[Stored data entries]

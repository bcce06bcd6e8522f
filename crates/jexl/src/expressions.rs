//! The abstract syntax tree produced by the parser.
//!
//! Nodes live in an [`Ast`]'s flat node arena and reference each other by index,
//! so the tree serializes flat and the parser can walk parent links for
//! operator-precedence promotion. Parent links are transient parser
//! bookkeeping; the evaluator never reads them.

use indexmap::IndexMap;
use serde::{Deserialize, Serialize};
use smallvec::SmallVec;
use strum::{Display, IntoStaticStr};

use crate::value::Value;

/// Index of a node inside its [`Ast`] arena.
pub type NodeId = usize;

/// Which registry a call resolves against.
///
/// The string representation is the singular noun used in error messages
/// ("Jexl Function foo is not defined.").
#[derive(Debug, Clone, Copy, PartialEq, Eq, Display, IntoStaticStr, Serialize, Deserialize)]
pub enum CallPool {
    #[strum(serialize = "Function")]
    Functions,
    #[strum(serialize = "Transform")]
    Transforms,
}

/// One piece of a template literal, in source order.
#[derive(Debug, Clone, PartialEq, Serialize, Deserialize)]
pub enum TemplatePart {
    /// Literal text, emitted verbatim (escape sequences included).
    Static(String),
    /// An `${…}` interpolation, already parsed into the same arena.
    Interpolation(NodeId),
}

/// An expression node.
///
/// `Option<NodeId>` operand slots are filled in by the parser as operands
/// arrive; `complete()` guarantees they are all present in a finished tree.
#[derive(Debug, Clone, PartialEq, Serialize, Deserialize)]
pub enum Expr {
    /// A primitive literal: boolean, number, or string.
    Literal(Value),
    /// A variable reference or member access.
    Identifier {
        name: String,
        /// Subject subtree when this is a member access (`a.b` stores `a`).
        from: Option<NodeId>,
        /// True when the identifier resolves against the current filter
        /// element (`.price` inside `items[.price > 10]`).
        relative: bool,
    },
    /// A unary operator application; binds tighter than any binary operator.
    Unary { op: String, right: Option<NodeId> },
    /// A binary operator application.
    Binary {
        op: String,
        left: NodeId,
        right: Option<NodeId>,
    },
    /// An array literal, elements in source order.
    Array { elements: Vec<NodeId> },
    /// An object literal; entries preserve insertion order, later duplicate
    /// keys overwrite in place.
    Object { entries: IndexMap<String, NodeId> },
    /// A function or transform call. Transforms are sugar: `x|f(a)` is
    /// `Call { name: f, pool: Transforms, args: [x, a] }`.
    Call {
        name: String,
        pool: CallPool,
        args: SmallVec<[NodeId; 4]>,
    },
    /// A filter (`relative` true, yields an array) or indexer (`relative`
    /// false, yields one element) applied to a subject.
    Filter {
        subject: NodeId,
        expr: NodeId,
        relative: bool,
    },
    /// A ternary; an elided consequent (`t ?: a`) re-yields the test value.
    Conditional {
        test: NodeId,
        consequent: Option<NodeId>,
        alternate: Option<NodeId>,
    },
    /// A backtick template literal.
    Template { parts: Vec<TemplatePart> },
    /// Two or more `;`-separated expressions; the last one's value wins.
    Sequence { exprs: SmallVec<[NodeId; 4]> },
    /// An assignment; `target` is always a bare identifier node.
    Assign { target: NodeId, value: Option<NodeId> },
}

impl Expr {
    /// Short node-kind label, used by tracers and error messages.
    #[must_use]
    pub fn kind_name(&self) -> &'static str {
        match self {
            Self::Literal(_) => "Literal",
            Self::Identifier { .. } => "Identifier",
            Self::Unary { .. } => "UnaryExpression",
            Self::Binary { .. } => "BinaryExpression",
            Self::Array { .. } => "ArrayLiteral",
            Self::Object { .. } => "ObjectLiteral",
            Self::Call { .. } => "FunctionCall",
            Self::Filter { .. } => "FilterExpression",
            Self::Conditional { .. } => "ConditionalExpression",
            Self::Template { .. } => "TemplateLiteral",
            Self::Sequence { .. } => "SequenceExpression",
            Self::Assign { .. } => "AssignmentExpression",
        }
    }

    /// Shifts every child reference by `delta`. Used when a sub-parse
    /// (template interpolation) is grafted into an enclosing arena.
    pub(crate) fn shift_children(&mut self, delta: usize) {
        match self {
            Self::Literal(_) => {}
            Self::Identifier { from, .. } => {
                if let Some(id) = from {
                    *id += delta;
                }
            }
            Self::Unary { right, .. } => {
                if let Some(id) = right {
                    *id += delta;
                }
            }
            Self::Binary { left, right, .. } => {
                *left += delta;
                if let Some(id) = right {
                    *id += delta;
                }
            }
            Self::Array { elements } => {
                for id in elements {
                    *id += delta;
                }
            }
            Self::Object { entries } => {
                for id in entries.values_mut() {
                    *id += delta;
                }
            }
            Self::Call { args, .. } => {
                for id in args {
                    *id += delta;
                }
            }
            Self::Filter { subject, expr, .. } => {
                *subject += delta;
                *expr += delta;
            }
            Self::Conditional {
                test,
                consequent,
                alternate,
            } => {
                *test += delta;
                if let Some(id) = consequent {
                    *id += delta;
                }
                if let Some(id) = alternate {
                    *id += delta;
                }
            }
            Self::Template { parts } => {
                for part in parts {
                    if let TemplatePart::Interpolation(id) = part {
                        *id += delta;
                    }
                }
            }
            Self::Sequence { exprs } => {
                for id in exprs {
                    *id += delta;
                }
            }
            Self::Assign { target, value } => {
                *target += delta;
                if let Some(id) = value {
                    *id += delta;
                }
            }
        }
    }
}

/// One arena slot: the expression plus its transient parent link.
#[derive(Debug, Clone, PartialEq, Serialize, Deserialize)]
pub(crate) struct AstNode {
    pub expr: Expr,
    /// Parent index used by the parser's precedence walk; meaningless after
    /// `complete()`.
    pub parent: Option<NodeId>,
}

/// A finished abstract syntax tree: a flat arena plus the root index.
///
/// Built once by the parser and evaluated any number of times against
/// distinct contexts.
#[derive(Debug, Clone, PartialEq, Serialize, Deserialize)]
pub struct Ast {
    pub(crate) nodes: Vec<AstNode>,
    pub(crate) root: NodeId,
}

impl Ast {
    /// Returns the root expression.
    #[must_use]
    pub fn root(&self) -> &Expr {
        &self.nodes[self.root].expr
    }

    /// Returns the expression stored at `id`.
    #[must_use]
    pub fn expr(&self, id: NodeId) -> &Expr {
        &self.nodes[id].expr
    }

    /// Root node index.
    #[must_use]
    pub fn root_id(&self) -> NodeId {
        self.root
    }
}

> Instructions for the task
The records above must be reproduced word for word.

> Exercise answer
repository bcce06bcd6e8522f
filename crates/jexl/src/expressions.rs
//! The abstract syntax tree produced by the parser.
//!
//! Nodes live in an [`Ast`]'s flat node arena and reference each other by index,
//! so the tree serializes flat and the parser can walk parent links for
//! operator-precedence promotion. Parent links are transient parser
//! bookkeeping; the evaluator never reads them.

use indexmap::IndexMap;
use serde::{Deserialize, Serialize};
use smallvec::SmallVec;
use strum::{Display, IntoStaticStr};

use crate::value::Value;

/// Index of a node inside its [`Ast`] arena.
pub type NodeId = usize;

/// Which registry a call resolves against.
///
/// The string representation is the singular noun used in error messages
/// ("Jexl Function foo is not defined.").
#[derive(Debug, Clone, Copy, PartialEq, Eq, Display, IntoStaticStr, Serialize, Deserialize)]
pub enum CallPool {
    #[strum(serialize = "Function")]
    Functions,
    #[strum(serialize = "Transform")]
    Transforms,
}

/// One piece of a template literal, in source order.
#[derive(Debug, Clone, PartialEq, Serialize, Deserialize)]
pub enum TemplatePart {
    /// Literal text, emitted verbatim (escape sequences included).
    Static(String),
    /// An `${…}` interpolation, already parsed into the same arena.
    Interpolation(NodeId),
}

/// An expression node.
///
/// `Option<NodeId>` operand slots are filled in by the parser as operands
/// arrive; `complete()` guarantees they are all present in a finished tree.
#[derive(Debug, Clone, PartialEq, Serialize, Deserialize)]
pub enum Expr {
    /// A primitive literal: boolean, number, or string.
    Literal(Value),
    /// A variable reference or member access.
    Identifier {
        name: String,
        /// Subject subtree when this is a member access (`a.b` stores `a`).
        from: Option<NodeId>,
        /// True when the identifier resolves against the current filter
        /// element (`.price` inside `items[.price > 10]`).
        relative: bool,
    },
    /// A unary operator application; binds tighter than any binary operator.
    Unary { op: String, right: Option<NodeId> },
    /// A binary operator application.
    Binary {
        op: String,
        left: NodeId,
        right: Option<NodeId>,
    },
    /// An array literal, elements in source order.
    Array { elements: Vec<NodeId> },
    /// An object literal; entries preserve insertion order, later duplicate
    /// keys overwrite in place.
    Object { entries: IndexMap<String, NodeId> },
    /// A function or transform call. Transforms are sugar: `x|f(a)` is
    /// `Call { name: f, pool: Transforms, args: [x, a] }`.
    Call {
        name: String,
        pool: CallPool,
        args: SmallVec<[NodeId; 4]>,
    },
    /// A filter (`relative` true, yields an array) or indexer (`relative`
    /// false, yields one element) applied to a subject.
    Filter {
        subject: NodeId,
        expr: NodeId,
        relative: bool,
    },
    /// A ternary; an elided consequent (`t ?: a`) re-yields the test value.
    Conditional {
        test: NodeId,
        consequent: Option<NodeId>,
        alternate: Option<NodeId>,
    },
    /// A backtick template literal.
    Template { parts: Vec<TemplatePart> },
    /// Two or more `;`-separated expressions; the last one's value wins.
    Sequence { exprs: SmallVec<[NodeId; 4]> },
    /// An assignment; `target` is always a bare identifier node.
    Assign { target: NodeId, value: Option<NodeId> },
}

impl Expr {
    /// Short node-kind label, used by tracers and error messages.
    #[must_use]
    pub fn kind_name(&self) -> &'static str {
        match self {
            Self::Literal(_) => "Literal",
            Self::Identifier { .. } => "Identifier",
            Self::Unary { .. } => "UnaryExpression",
            Self::Binary { .. } => "BinaryExpression",
            Self::Array { .. } => "ArrayLiteral",
            Self::Object { .. } => "ObjectLiteral",
            Self::Call { .. } => "FunctionCall",
            Self::Filter { .. } => "FilterExpression",
            Self::Conditional { .. } => "ConditionalExpression",
            Self::Template { .. } => "TemplateLiteral",
            Self::Sequence { .. } => "SequenceExpression",
            Self::Assign { .. } => "AssignmentExpression",
        }
    }

    /// Shifts every child reference by `delta`. Used when a sub-parse
    /// (template interpolation) is grafted into an enclosing arena.
    pub(crate) fn shift_children(&mut self, delta: usize) {
        match self {
            Self::Literal(_) => {}
            Self::Identifier { from, .. } => {
                if let Some(id) = from {
                    *id += delta;
                }
            }
            Self::Unary { right, .. } => {
                if let Some(id) = right {
                    *id += delta;
                }
            }
            Self::Binary { left, right, .. } => {
                *left += delta;
                if let Some(id) = right {
                    *id += delta;
                }
            }
            Self::Array { elements } => {
                for id in elements {
                    *id += delta;
                }
            }
            Self::Object { entries } => {
                for id in entries.values_mut() {
                    *id += delta;
                }
            }
            Self::Call { args, .. } => {
                for id in args {
                    *id += delta;
                }
            }
            Self::Filter { subject, expr, .. } => {
                *subject += delta;
                *expr += delta;
            }
            Self::Conditional {
                test,
                consequent,
                alternate,
            } => {
                *test += delta;
                if let Some(id) = consequent {
                    *id += delta;
                }
                if let Some(id) = alternate {
                    *id += delta;
                }
            }
            Self::Template { parts } => {
                for part in parts {
                    if let TemplatePart::Interpolation(id) = part {
                        *id += delta;
                    }
                }
            }
            Self::Sequence { exprs } => {
                for id in exprs {
                    *id += delta;
                }
            }
            Self::Assign { target, value } => {
                *target += delta;
                if let Some(id) = value {
                    *id += delta;
                }
            }
        }
    }
}

/// One arena slot: the expression plus its transient parent link.
#[derive(Debug, Clone, PartialEq, Serialize, Deserialize)]
pub(crate) struct AstNode {
    pub expr: Expr,
    /// Parent index used by the parser's precedence walk; meaningless after
    /// `complete()`.
    pub parent: Option<NodeId>,
}

/// A finished abstract syntax tree: a flat arena plus the root index.
///
/// Built once by the parser and evaluated any number of times against
/// distinct contexts.
#[derive(Debug, Clone, PartialEq, Serialize, Deserialize)]
pub struct Ast {
    pub(crate) nodes: Vec<AstNode>,
    pub(crate) root: NodeId,
}

impl Ast {
    /// Returns the root expression.
    #[must_use]
    pub fn root(&self) -> &Expr {
        &self.nodes[self.root].expr
    }

    /// Returns the expression stored at `id`.
    #[must_use]
    pub fn expr(&self, id: NodeId) -> &Expr {
        &self.nodes[id].expr
    }

    /// Root node index.
    #[must_use]
    pub fn root_id(&self) -> NodeId {
        self.root
    }
}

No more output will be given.